Male vs Female Experience and Leadership.

So once in a while I’ll post a blog topic that is serious.

This is one of them.

Don’t worry, its rare.

I’ve had this “theory” about team leadership and their differences from men to women. What I am about to explain is just a theory, an idea that I came up with on my own. I’ve never seen any articles written about this topic, so I’m not sure if any of this is new or has been written to death. If it makes any sense please feel free to comment, if you disagree with what I’ve written please feel free to express your understanding.

In this theory, the ways men and women approach their vast knowledge and experience and express  that, is key to understanding what I’m going to write. So please keep that in mind as you read on. Also, in no way is this HOW EVERY WOMAN OR MAN ACTS, it is only my experience.

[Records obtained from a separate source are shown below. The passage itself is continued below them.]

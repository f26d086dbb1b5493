use anyhow::Result;
use clap::{Parser, Subcommand};
use colored::*;
use std::process::{Command, Stdio};
use std::time::Instant;

#[derive(Parser)]
#[command(name = "x")]
#[command(about = "Development automation for mipsmt")]
struct Cli {
    #[command(subcommand)]
    command: Commands,
}

#[derive(Subcommand)]
enum Commands {
    /// Run all CI checks (fmt, clippy, build, test)
    Ci {
        #[arg(long)]
        verbose: bool,
    },
    /// Quick checks before commit (fmt, clippy)
    Check {
        #[arg(long)]
        verbose: bool,
    },
    /// Format code
    Fmt {
        #[arg(long)]
        check: bool,
    },
    /// Run clippy
    Clippy {
        #[arg(long)]
        fix: bool,
    },
    /// Build the project
    Build {
        #[arg(long)]
        release: bool,
    },
    /// Run tests
    Test {
        #[arg(long)]
        doc: bool,
        #[arg(long)]
        ignored: bool,
        /// Run only GIC module tests
        #[arg(long)]
        gic: bool,
        /// Run only CPU module tests (CP0, MT, exceptions, FPU/MSA)
        #[arg(long)]
        cpu: bool,
        /// Run only TLB tests
        #[arg(long)]
        tlb: bool,
        /// Run only System module tests (machine, cross-TC, save states)
        #[arg(long)]
        system: bool,
    },
    /// Run benchmarks
    Bench,
    /// Run the CLI end to end on a default machine
    Smoke {
        /// Nanoseconds of virtual time to run
        #[arg(short = 'n', long, default_value = "100000")]
        run_ns: u64,
        /// Build in release mode
        #[arg(long)]
        release: bool,
    },
    /// Pre-commit hook (fmt, clippy, test)
    PreCommit,
    /// Install git hooks
    InstallHooks,
}

fn main() -> Result<()> {
    let cli = Cli::parse();

    match cli.command {
        Commands::Ci { verbose } => run_ci(verbose),
        Commands::Check { verbose } => run_check(verbose),
        Commands::Fmt { check } => run_fmt(check),
        Commands::Clippy { fix } => run_clippy(fix),
        Commands::Build { release } => run_build(release),
        Commands::Test {
            doc,
            ignored,
            gic,
            cpu,
            tlb,
            system,
        } => run_test(doc, ignored, gic, cpu, tlb, system),
        Commands::Bench => run_bench(),
        Commands::Smoke { run_ns, release } => run_smoke(run_ns, release),
        Commands::PreCommit => run_pre_commit(),
        Commands::InstallHooks => install_hooks(),
    }
}

fn run_ci(verbose: bool) -> Result<()> {
    println!("{}", "=== Running CI Pipeline ===".bold().blue());

    let start = Instant::now();

    run_task("Format Check", || run_fmt(true), verbose)?;
    run_task("Clippy", || run_clippy(false), verbose)?;
    run_task("Build", || run_build(false), verbose)?;
    run_task(
        "Test",
        || run_test(false, false, false, false, false, false),
        verbose,
    )?;

    let elapsed = start.elapsed();
    println!(
        "\n{} {}",
        "✓ CI passed in".green().bold(),
        format!("{:.2}s", elapsed.as_secs_f64()).bold()
    );

    Ok(())
}

fn run_check(verbose: bool) -> Result<()> {
    println!("{}", "=== Running Quick Checks ===".bold().blue());

    let start = Instant::now();

    run_task("Format Check", || run_fmt(true), verbose)?;
    run_task("Clippy", || run_clippy(false), verbose)?;

    let elapsed = start.elapsed();
    println!(
        "\n{} {}",
        "✓ Checks passed in".green().bold(),
        format!("{:.2}s", elapsed.as_secs_f64()).bold()
    );

    Ok(())
}

fn run_fmt(check: bool) -> Result<()> {
    let mut cmd = Command::new("cargo");
    cmd.arg("fmt").arg("--all");

    if check {
        cmd.arg("--").arg("--check");
    }

    execute_command(&mut cmd)
}

fn run_clippy(fix: bool) -> Result<()> {
    let mut cmd = Command::new("cargo");
    cmd.arg("clippy").arg("--all-targets").arg("--all-features");

    if fix {
        cmd.arg("--fix");
    } else {
        cmd.arg("--").arg("-D").arg("warnings");
    }

    execute_command(&mut cmd)
}

fn run_build(release: bool) -> Result<()> {
    let mut cmd = Command::new("cargo");
    cmd.arg("build");

    if release {
        cmd.arg("--release");
    }

    execute_command(&mut cmd)
}

fn run_test(
    doc: bool,
    ignored: bool,
    gic: bool,
    cpu: bool,
    tlb: bool,
    system: bool,
) -> Result<()> {
    if doc {
        // Run doc tests
        let mut cmd = Command::new("cargo");
        cmd.arg("test").arg("--all-features").arg("--doc");

        if ignored {
            cmd.arg("--").arg("--ignored");
        }

        return execute_command(&mut cmd);
    }

    // Determine which module tests to run
    let module_flags = [gic, cpu, tlb, system];
    let module_count = module_flags.iter().filter(|&&f| f).count();

    if module_count == 0 {
        // Run all tests
        let mut cmd = Command::new("cargo");
        cmd.arg("test").arg("--all-features");

        if ignored {
            cmd.arg("--").arg("--ignored");
        }

        return execute_command(&mut cmd);
    }

    // Run each module's tests sequentially
    let modules = [
        (gic, "core::gic", "GIC"),
        (cpu, "core::cpu", "CPU"),
        (tlb, "core::cpu::tests::tlb", "TLB"),
        (system, "core::system", "System"),
    ];

    let mut all_success = true;

    for (enabled, module_path, module_name) in modules {
        if !enabled {
            continue;
        }

        println!("{} Running {} tests...", "→".blue(), module_name.bold());

        let mut cmd = Command::new("cargo");
        cmd.arg("test")
            .arg("--all-features")
            .arg("--lib")
            .arg(module_path);

        if ignored {
            cmd.arg("--").arg("--ignored");
        }

        match execute_command(&mut cmd) {
            Ok(_) => {
                println!("{} {} tests passed\n", "✓".green(), module_name);
            }
            Err(e) => {
                println!("{} {} tests failed\n", "✗".red(), module_name);
                all_success = false;
                if module_count == 1 {
                    // If only one module was requested, return the error immediately
                    return Err(e);
                }
            }
        }
    }

    if all_success {
        Ok(())
    } else {
        anyhow::bail!("Some module tests failed")
    }
}

fn run_bench() -> Result<()> {
    let mut cmd = Command::new("cargo");
    cmd.arg("bench");

    execute_command(&mut cmd)
}

fn run_smoke(run_ns: u64, release: bool) -> Result<()> {
    println!("{}", "=== CLI Smoke Run ===".bold().blue());
    println!("{} Virtual time: {}ns", "→".blue(), run_ns.to_string().bold());
    println!(
        "{} Build mode: {}",
        "→".blue(),
        if release {
            "release".green().bold()
        } else {
            "debug".yellow().bold()
        }
    );
    println!();

    let start = Instant::now();

    let mut cmd = Command::new("cargo");
    cmd.arg("run").arg("--bin").arg("mipsmt");

    if release {
        cmd.arg("--release");
    }

    // Route a source to each of the first two VPEs and run the timers
    cmd.arg("--")
        .arg("--start-counter")
        .arg("--raise")
        .arg("0")
        .arg("--raise")
        .arg("1")
        .arg("--run-ns")
        .arg(run_ns.to_string());

    let status = cmd
        .stdout(Stdio::inherit())
        .stderr(Stdio::inherit())
        .status()?;

    if !status.success() {
        println!("\n{} Smoke run failed", "✗".red().bold());
        anyhow::bail!("Smoke run failed with exit code: {}", status);
    }

    let elapsed = start.elapsed();
    println!(
        "\n{} Smoke run completed in {}",
        "✓".green().bold(),
        format!("{:.2}s", elapsed.as_secs_f64()).bold()
    );

    Ok(())
}

fn run_pre_commit() -> Result<()> {
    println!("{}", "=== Pre-commit Checks ===".bold().blue());

    let start = Instant::now();

    run_task("Format Check", || run_fmt(true), false)?;
    run_task("Clippy", || run_clippy(false), false)?;
    run_task(
        "Test",
        || run_test(false, false, false, false, false, false),
        false,
    )?;

    let elapsed = start.elapsed();
    println!(
        "\n{} {}",
        "✓ Pre-commit checks passed in".green().bold(),
        format!("{:.2}s", elapsed.as_secs_f64()).bold()
    );

    Ok(())
}

fn install_hooks() -> Result<()> {
    use std::fs;

    println!("{}", "Installing git hooks...".bold());

    let hook_content = r#"#!/bin/sh
# Auto-generated by cargo x install-hooks
set -e

echo "Running pre-commit checks..."
cargo x pre-commit
"#;

    let hook_path = ".git/hooks/pre-commit";
    fs::write(hook_path, hook_content)?;

    // Make executable (Unix only)
    #[cfg(unix)]
    {
        use std::os::unix::fs::PermissionsExt;

        let mut perms = fs::metadata(hook_path)?.permissions();
        perms.set_mode(0o755);
        fs::set_permissions(hook_path, perms)?;
    }

    println!("{}", "✓ Git hooks installed".green());
    println!("  Pre-commit hook will run: fmt, clippy, test");

    Ok(())
}

fn run_task<F>(name: &str, task: F, verbose: bool) -> Result<()>
where
    F: FnOnce() -> Result<()>,
{
    print!("{} {} ... ", "→".blue(), name);

    let start = Instant::now();

    match task() {
        Ok(_) => {
            let elapsed = start.elapsed();
            println!(
                "{} {}",
                "✓".green().bold(),
                if verbose {
                    format!("({:.2}s)", elapsed.as_secs_f64())
                } else {
                    String::new()
                }
            );
            Ok(())
        }
        Err(e) => {
            println!("{}", "✗".red().bold());
            Err(e)
        }
    }
}

fn execute_command(cmd: &mut Command) -> Result<()> {
    let status = cmd
        .stdout(Stdio::inherit())
        .stderr(Stdio::inherit())
        .status()?;

    if !status.success() {
        anyhow::bail!("Command failed with exit code: {}", status);
    }

    Ok(())
}
// SPDX-License-Identifier: Apache-2.0
// Copyright 2025 itsakeyfut
//
// Licensed under the Apache License, Version 2.0 (the "License");
// you may not use this file except in compliance with the License.
// You may obtain a copy of the License at
//
//     http://www.apache.org/licenses/LICENSE-2.0
//
// Unless required by applicable law or agreed to in writing, software
// distributed under the License is distributed on an "AS IS" BASIS,
// WITHOUT WARRANTIES OR CONDITIONS OF ANY KIND, either express or implied.
// See the License for the specific language governing permissions and
// limitations under the License.

//! MSA (SIMD) element helpers
//!
//! A vector register is 128 bits wide and is viewed as 16 bytes, 8
//! halfwords, 4 words or 2 doublewords depending on the data format field
//! of the instruction. Every element operation goes through
//! [`map_elements`], which unpacks both operands, applies the operation
//! to each lane and packs the result.
//!
//! Float element operations report through [`Msa::fp_status`]; the caller
//! brackets a vector operation with [`Msa::clear_msacsr_cause`] and
//! [`Msa::check_msacsr_cause`].

use super::fpu::{
    fp, get_fp_cause, get_fp_enable, get_fp_flags, ieee_ex_to_mips, set_fp_cause, set_fp_flags,
    update_fp_flags, FloatFlags, FloatStatus, FpOperand, RoundingMode,
};
use crate::core::error::{CpuResult, Exception, ExceptionKind};
use serde::{Deserialize, Serialize};

/// 128-bit vector register, low doubleword first
pub type Wr = [u64; 2];

/// MSACSR.NX: non-trapping exception mode
pub const MSACSR_NX: u32 = 1 << 18;
pub const MSACSR_FS: u32 = 1 << 24;
const MSACSR_RM_MASK: u32 = 0x3;

/// Element width selected by the df field
#[derive(Debug, Clone, Copy, PartialEq, Eq)]
pub enum DataFormat {
    Byte,
    Half,
    Word,
    Double,
}

impl DataFormat {
    /// Decode the 2-bit df field
    ///
    /// The decoder only ever produces values 0-3, so anything else is a bug
    /// in the caller.
    pub fn from_df(df: u32) -> Self {
        match df {
            0 => DataFormat::Byte,
            1 => DataFormat::Half,
            2 => DataFormat::Word,
            3 => DataFormat::Double,
            _ => unreachable!("invalid MSA data format {}", df),
        }
    }

    /// Element width in bits
    pub fn bits(self) -> u32 {
        8 << (self as u32)
    }

    /// Number of elements in a 128-bit register
    pub fn elements(self) -> usize {
        (128 / self.bits()) as usize
    }

    fn mask(self) -> u64 {
        match self {
            DataFormat::Double => u64::MAX,
            _ => (1u64 << self.bits()) - 1,
        }
    }

    /// Sign-extend an element value
    pub fn signed(self, value: u64) -> i64 {
        let shift = 64 - self.bits();
        ((value << shift) as i64) >> shift
    }

    /// Zero-extend an element value
    pub fn unsigned(self, value: u64) -> u64 {
        value & self.mask()
    }
}

/// Element `i` of `wr`, zero-extended
pub fn element(wr: &Wr, df: DataFormat, i: usize) -> u64 {
    let bits = df.bits() as usize;
    let bit = i * bits;
    (wr[bit / 64] >> (bit % 64)) & df.mask()
}

/// Replace element `i` of `wr`
pub fn set_element(wr: &mut Wr, df: DataFormat, i: usize, value: u64) {
    let bits = df.bits() as usize;
    let bit = i * bits;
    let shift = bit % 64;
    let word = &mut wr[bit / 64];
    *word = (*word & !(df.mask() << shift)) | ((value & df.mask()) << shift);
}

/// Apply `op` lane by lane; operands are passed zero-extended
pub fn map_elements<F>(df: DataFormat, a: &Wr, b: &Wr, mut op: F) -> Wr
where
    F: FnMut(u64, u64) -> u64,
{
    let mut out = [0u64; 2];
    for i in 0..df.elements() {
        let value = op(element(a, df, i), element(b, df, i));
        set_element(&mut out, df, i, value);
    }
    out
}

/// ADDV.df
///
/// # Example
///
/// ```
/// use mipsmt::core::cpu::msa::{addv, DataFormat};
///
/// let r = addv(DataFormat::Byte, &[0xFF, 0], &[0x01, 0]);
/// assert_eq!(r, [0, 0]);
/// ```
pub fn addv(df: DataFormat, a: &Wr, b: &Wr) -> Wr {
    map_elements(df, a, b, |x, y| x.wrapping_add(y))
}

/// SUBV.df
pub fn subv(df: DataFormat, a: &Wr, b: &Wr) -> Wr {
    map_elements(df, a, b, |x, y| x.wrapping_sub(y))
}

/// MAX_S.df
pub fn max_s(df: DataFormat, a: &Wr, b: &Wr) -> Wr {
    map_elements(df, a, b, |x, y| {
        if df.signed(x) > df.signed(y) {
            x
        } else {
            y
        }
    })
}

/// MIN_U.df
pub fn min_u(df: DataFormat, a: &Wr, b: &Wr) -> Wr {
    map_elements(df, a, b, |x, y| {
        if df.unsigned(x) < df.unsigned(y) {
            x
        } else {
            y
        }
    })
}

/// CEQ.df: all ones in lanes that compare equal
pub fn ceq(df: DataFormat, a: &Wr, b: &Wr) -> Wr {
    map_elements(df, a, b, |x, y| if x == y { u64::MAX } else { 0 })
}

/// Per-VPE MSA control state
#[derive(Debug, Clone, Default, PartialEq, Eq, Serialize, Deserialize)]
pub struct Msa {
    pub msacsr: u32,
    /// MSACSR as it was before the current vector operation
    pub msacsr_saved: u32,
    pub fp_status: FloatStatus,
}

impl Msa {
    /// Apply MSACSR.RM and MSACSR.FS to the kernel context
    pub fn restore_modes(&mut self) {
        self.fp_status.rounding_mode = RoundingMode::from_rm(self.msacsr & MSACSR_RM_MASK);
        self.fp_status.flush_to_zero = self.msacsr & MSACSR_FS != 0;
    }

    /// Start a vector float operation
    pub fn clear_msacsr_cause(&mut self) {
        set_fp_cause(&mut self.msacsr, 0);
        self.msacsr_saved = self.msacsr;
    }

    /// Fold the kernel flags of one element into MSACSR
    ///
    /// Returns the enabled exception bits of this element. In
    /// non-trapping mode those are not added to the cause field; the
    /// caller writes a signalling NaN carrying them instead.
    pub fn update_msacsr(&mut self) -> u32 {
        let mut flags = self.fp_status.flags;
        if flags.contains(FloatFlags::OVERFLOW | FloatFlags::UNDERFLOW) {
            flags.remove(FloatFlags::UNDERFLOW);
        }

        let cause = ieee_ex_to_mips(flags);
        let enable = get_fp_enable(self.msacsr) | fp::UNIMPLEMENTED;
        update_fp_flags(&mut self.msacsr, cause & !enable);

        let ex_cause = cause & enable;
        if !(self.msacsr & MSACSR_NX != 0 && ex_cause != 0) {
            let old_cause = get_fp_cause(self.msacsr);
            set_fp_cause(&mut self.msacsr, cause | old_cause);
        }
        ex_cause
    }

    /// Finish a vector float operation
    ///
    /// Raises MSAFPE when an enabled cause bit is set, putting back the
    /// flags seen before the operation.
    pub fn check_msacsr_cause(&mut self) -> CpuResult<()> {
        if self.msacsr & MSACSR_NX != 0 {
            return Ok(());
        }

        if (get_fp_enable(self.msacsr) | fp::UNIMPLEMENTED) & get_fp_cause(self.msacsr) != 0 {
            set_fp_flags(&mut self.msacsr, get_fp_flags(self.msacsr_saved));
            return Err(Exception::new(ExceptionKind::MsaFloatingPoint));
        }
        Ok(())
    }

    /// Run a float kernel over every element of a word or double vector
    ///
    /// `kernel` computes one element from the raw operand bits and reports
    /// IEEE exceptions through the status it is handed.
    pub fn float_binop<K>(&mut self, df: DataFormat, a: &Wr, b: &Wr, mut kernel: K) -> CpuResult<Wr>
    where
        K: FnMut(u64, u64, &mut FloatStatus) -> u64,
    {
        let snan_bits = match df {
            DataFormat::Word => 0x7FBF_FFFFu64,
            DataFormat::Double => 0x7FF7_FFFF_FFFF_FFFFu64,
            _ => unreachable!("float MSA operation on {:?} elements", df),
        };

        self.clear_msacsr_cause();
        let mut out = [0u64; 2];
        for i in 0..df.elements() {
            self.fp_status.flags = FloatFlags::empty();
            let mut value = kernel(element(a, df, i), element(b, df, i), &mut self.fp_status);
            let nx_cause = self.update_msacsr();
            if nx_cause != 0 {
                value = ((snan_bits >> 6) << 6) | nx_cause as u64;
            }
            set_element(&mut out, df, i, value);
        }
        self.check_msacsr_cause()?;
        Ok(out)
    }

    /// FADD.df using the host adder
    pub fn fadd(&mut self, df: DataFormat, a: &Wr, b: &Wr) -> CpuResult<Wr> {
        match df {
            DataFormat::Word => self.float_binop(df, a, b, |x, y, status| {
                host_add::<f32>(f32::from_raw(x as u32), f32::from_raw(y as u32), status).to_bits()
                    as u64
            }),
            _ => self.float_binop(df, a, b, |x, y, status| {
                host_add::<f64>(f64::from_raw(x), f64::from_raw(y), status).to_bits()
            }),
        }
    }
}

fn host_add<F>(a: F, b: F, status: &mut FloatStatus) -> F
where
    F: FpOperand + std::ops::Add<Output = F> + HostFloat,
{
    let sum = a + b;
    if a.is_signaling_nan() || b.is_signaling_nan() || (sum.is_nan_value() && !a.is_nan_value() && !b.is_nan_value()) {
        status.raise(FloatFlags::INVALID);
    } else if sum.is_infinite_value() && a.is_finite_value() && b.is_finite_value() {
        status.raise(FloatFlags::OVERFLOW | FloatFlags::INEXACT);
    }
    sum
}

trait HostFloat {
    fn is_infinite_value(self) -> bool;
    fn is_finite_value(self) -> bool;
}

impl HostFloat for f32 {
    fn is_infinite_value(self) -> bool {
        self.is_infinite()
    }
    fn is_finite_value(self) -> bool {
        self.is_finite()
    }
}

impl HostFloat for f64 {
    fn is_infinite_value(self) -> bool {
        self.is_infinite()
    }
    fn is_finite_value(self) -> bool {
        self.is_finite()
    }
}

When I was in Afghanistan (I wasn’t in the military by the way, and in no way was in any kind of danger) working with both female  and male bosses, I began to formulate the ideas of this theory. Even working in the corporate world I saw some of the precepts of this theory. You see, men have a very interesting way of expressing knowledge and experience.

Its always been my belief that men who are quick to say, “Yeah I was in Afghanistan,” or “Yeah I was in combat.” Really haven’t done a lot. They probably were in Afghanistan, but spent their whole tour in a warehouse safely protected. They probably call “combat” hearing a rocket explode a mile away safely tucked into their comfy sleeping bag.

In a nut shell, any man who is quick to shout his accomplishments 5 minutes into a conversation either has low self esteem or really didn’t do the things he’s claiming. Its also something I think men are trained to understand from our early teen years. A man who is a braggart is most likely full of BS.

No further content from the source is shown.